Task brief
Find the lines of the listing that contain the string "Target", and return them.

Record excerpts
__________________________________________________
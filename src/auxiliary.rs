// Released under MIT License.
// Copyright (c) 2024 venus_gmx developers

//! Simple, auxiliary functions and constants used through the `venus_gmx` library.

/******************************/
/*         CONSTANTS          */
/******************************/

/// Smallest coordinate supported by GRO. The actual minimal supported coordinate is
/// -999.999 nm but due to floating point shenanigans, we are slightly more restrictive to be safe.
pub(crate) const GRO_MIN_COORDINATE: f64 = -999.0;
/// Largest coordinate supported by GRO. The actual maximal supported coordinate is
/// 9999.999 nm but due to floating point shenanigans, we are slightly more restrictive to be safe.
pub(crate) const GRO_MAX_COORDINATE: f64 = 9999.0;

/******************************/
/*      NUMBER PARSING        */
/******************************/

/// Parse a floating point number which may use the Fortran `D` exponent marker (e.g. `1.5D+01`).
pub(crate) fn parse_float(token: &str) -> Option<f64> {
    match token.parse::<f64>() {
        Ok(x) => Some(x),
        Err(_) if token.contains(['D', 'd']) => token.replace(['D', 'd'], "E").parse::<f64>().ok(),
        Err(_) => None,
    }
}

/// Get the whitespace-separated token at position `index` in `line`.
#[inline]
pub(crate) fn nth_token(line: &str, index: usize) -> Option<&str> {
    line.split_whitespace().nth(index)
}

/******************************/
/*         UNIT TESTS         */
/******************************/
// Released under MIT License.
// Copyright (c) 2024 venus_gmx developers

//! Options controlling the conversion of VENUS output into GROMACS trajectories.

use std::fs;
use std::path::{Path, PathBuf};

use getset::{CopyGetters, Getters};
use serde::{Deserialize, Serialize};

use crate::errors::ConfigError;
use crate::files::FileType;

fn default_split() -> bool {
    true
}

/// Options of a single conversion.
///
/// Constructed either using `ConvertOptions::new` and the `with_%PARAMETER()` methods
/// or by reading a YAML file using `ConvertOptions::from_yaml_file`.
///
/// ## Example of a YAML file
/// ```yaml
/// venus: venus.out
/// output: traj.gro
/// template: template.gro
/// reorder: reorder.dat
/// split: false
/// ```
///
/// Only `venus` and `output` are required. Relative paths are interpreted
/// relative to the current working directory.
#[derive(Debug, Clone, PartialEq, Serialize, Deserialize, Getters, CopyGetters)]
#[serde(deny_unknown_fields)]
pub struct ConvertOptions {
    /// Path to the VENUS output file.
    #[getset(get = "pub")]
    venus: PathBuf,
    /// Path to the output trajectory file.
    #[getset(get = "pub")]
    output: PathBuf,
    /// Format of the output. If not provided, it is guessed from the extension of `output`.
    #[serde(default, skip_serializing_if = "Option::is_none")]
    #[getset(get_copy = "pub")]
    format: Option<FileType>,
    /// Path to the file with reorder map.
    #[serde(default, skip_serializing_if = "Option::is_none")]
    #[getset(get = "pub")]
    reorder: Option<PathBuf>,
    /// Path to the gro template. Required for gro output.
    #[serde(default, skip_serializing_if = "Option::is_none")]
    #[getset(get = "pub")]
    template: Option<PathBuf>,
    /// Write each trajectory into a separate file. Default: true.
    #[serde(default = "default_split")]
    #[getset(get_copy = "pub")]
    split: bool,
    /// Print progress of parsing. Default: false.
    #[serde(default)]
    #[getset(get_copy = "pub")]
    progress: bool,
}

impl ConvertOptions {
    /// Create new options for converting `venus` into `output`.
    /// Trajectories are split, not reordered, and progress is not printed.
    pub fn new(venus: impl AsRef<Path>, output: impl AsRef<Path>) -> Self {
        ConvertOptions {
            venus: venus.as_ref().to_path_buf(),
            output: output.as_ref().to_path_buf(),
            format: None,
            reorder: None,
            template: None,
            split: default_split(),
            progress: false,
        }
    }

    /// Set the output format explicitly.
    pub fn with_format(mut self, format: FileType) -> Self {
        self.format = Some(format);
        self
    }

    /// Reorder atoms using the map from the provided file.
    pub fn with_reorder(mut self, reorder: impl AsRef<Path>) -> Self {
        self.reorder = Some(reorder.as_ref().to_path_buf());
        self
    }

    /// Use the provided gro file as a template.
    pub fn with_template(mut self, template: impl AsRef<Path>) -> Self {
        self.template = Some(template.as_ref().to_path_buf());
        self
    }

    /// Set whether the trajectories should be written into separate files.
    pub fn with_split(mut self, split: bool) -> Self {
        self.split = split;
        self
    }

    /// Set whether the progress of parsing should be printed.
    pub fn with_progress(mut self, progress: bool) -> Self {
        self.progress = progress;
        self
    }

    /// Read options from a YAML file.
    pub fn from_yaml_file(filename: impl AsRef<Path>) -> Result<Self, ConfigError> {
        let path = filename.as_ref();
        let content =
            fs::read_to_string(path).map_err(|_| ConfigError::FileNotFound(Box::from(path)))?;

        serde_yaml::from_str(&content)
            .map_err(|e| ConfigError::ParseErr(Box::from(path), e.to_string()))
    }

    /// Get the format of the output: the explicitly set format or the format guessed from the output path.
    pub fn output_type(&self) -> FileType {
        self.format
            .unwrap_or_else(|| FileType::from_name(&self.output))
    }

    /// Check that the options describe a conversion that can be performed.
    ///
    /// ## Returns
    /// Format of the output if the options are valid. Otherwise `ConfigError`.
    pub fn validate(&self) -> Result<FileType, ConfigError> {
        match self.output_type() {
            FileType::Unknown => Err(ConfigError::UnknownFormat(Box::from(self.output.as_path()))),
            FileType::GRO if self.template.is_none() => Err(ConfigError::MissingTemplate),
            format => Ok(format),
        }
    }
}

/******************************/
/*         UNIT TESTS         */
/******************************/
// Released under MIT License.
// Copyright (c) 2024 venus_gmx developers

//! Enum capturing output file types supported by `venus_gmx`.

use serde::{Deserialize, Serialize};
use std::path::Path;

/// Types of trajectory files that can be written by `venus_gmx`.
#[derive(Debug, PartialEq, Eq, Clone, Copy, Serialize, Deserialize)]
#[serde(rename_all = "lowercase")]
pub enum FileType {
    Unknown,
    G96,
    GRO,
}

impl FileType {
    /// Identify file type from the name of the file (based on file extension).
    pub fn from_name(filename: impl AsRef<Path>) -> FileType {
        let extension = match filename.as_ref().extension() {
            Some(x) => x,
            None => return FileType::Unknown,
        };

        match extension.to_str() {
            Some("g96") => FileType::G96,
            Some("gro") => FileType::GRO,
            Some(_) | None => FileType::Unknown,
        }
    }

    /// Get the file extension associated with the file type.
    pub fn extension(&self) -> Option<&'static str> {
        match self {
            FileType::G96 => Some("g96"),
            FileType::GRO => Some("gro"),
            FileType::Unknown => None,
        }
    }
}
// Released under MIT License.
// Copyright (c) 2024 venus_gmx developers

//! Implementation of a three-dimensional vector used for positions, velocities, and box sizes.

use std::ops::{Deref, DerefMut};

use nalgebra::base::Vector3;

/// Describes a position of a point in space, a velocity, or the dimensions of a box.
/// Implemented using `nalgebra`'s Vector3 with double precision.
#[derive(Debug, PartialEq, Clone, Copy)]
pub struct Vector3D(pub(crate) Vector3<f64>);

impl From<[f64; 3]> for Vector3D {
    #[inline]
    fn from(arr: [f64; 3]) -> Self {
        Vector3D(Vector3::new(arr[0], arr[1], arr[2]))
    }
}

impl From<Vector3D> for [f64; 3] {
    #[inline]
    fn from(vec: Vector3D) -> Self {
        [vec.0.x, vec.0.y, vec.0.z]
    }
}

/// Allows accessing fields of `Vector3D` as `.x`, `.y`, and `.z`.
#[repr(C)]
pub struct Vector3Raw {
    pub x: f64,
    pub y: f64,
    pub z: f64,
}

impl Deref for Vector3D {
    type Target = Vector3Raw;

    #[inline]
    fn deref(&self) -> &Self::Target {
        // `Vector3<f64>` is stored as three contiguous `f64` values
        unsafe { &*(self.0.as_ptr() as *const Vector3Raw) }
    }
}

impl DerefMut for Vector3D {
    #[inline]
    fn deref_mut(&mut self) -> &mut Self::Target {
        unsafe { &mut *(self.0.as_mut_ptr() as *mut Vector3Raw) }
    }
}

impl Vector3D {
    /// Create a new `Vector3D` structure.
    #[inline]
    pub fn new(x: f64, y: f64, z: f64) -> Self {
        Vector3D(Vector3::new(x, y, z))
    }

    /// Create a new zero vector.
    ///
    /// Every call constructs an independent value, so two frames never share a box.
    #[inline]
    pub fn zero() -> Self {
        Vector3D(Vector3::zeros())
    }

    /// Returns `true` if all the fields of the vector are exactly zero.
    /// Otherwise, returns `false`.
    pub fn is_zero(&self) -> bool {
        self.0.x == 0.0 && self.0.y == 0.0 && self.0.z == 0.0
    }

    /// Get the largest and the smallest component of the vector.
    pub fn min_max(&self) -> (f64, f64) {
        (self.0.min(), self.0.max())
    }
}

impl Default for Vector3D {
    /// Create a zero vector.
    fn default() -> Self {
        Vector3D::zero()
    }
}

/******************************/
/*         UNIT TESTS         */
/******************************/

#[cfg(test)]
mod tests {
    use super::*;

    #[test]
    fn fields() {
        let mut vec = Vector3D::new(1.5, -2.0, 3.25);
        assert_eq!(vec.x, 1.5);
        assert_eq!(vec.y, -2.0);
        assert_eq!(vec.z, 3.25);

        vec.y = 4.0;
        assert_eq!(vec, Vector3D::new(1.5, 4.0, 3.25));
    }

    #[test]
    fn array_conversions() {
        let vec: Vector3D = [0.1, 0.2, 0.3].into();
        let arr: [f64; 3] = vec.into();
        assert_eq!(arr, [0.1, 0.2, 0.3]);
    }

    #[test]
    fn zero_is_fresh() {
        let mut first = Vector3D::zero();
        let second = Vector3D::default();

        first.x = 3.0;

        assert!(!first.is_zero());
        assert!(second.is_zero());
    }

    #[test]
    fn min_max() {
        let vec = Vector3D::new(4.3, -5.6, 1.2);
        assert_eq!(vec.min_max(), (-5.6, 4.3));
    }
}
__________________________________________________
Response box
    type Target = Vector3Raw;
    fn deref(&self) -> &Self::Target {
    fn deref_mut(&mut self) -> &mut Self::Target {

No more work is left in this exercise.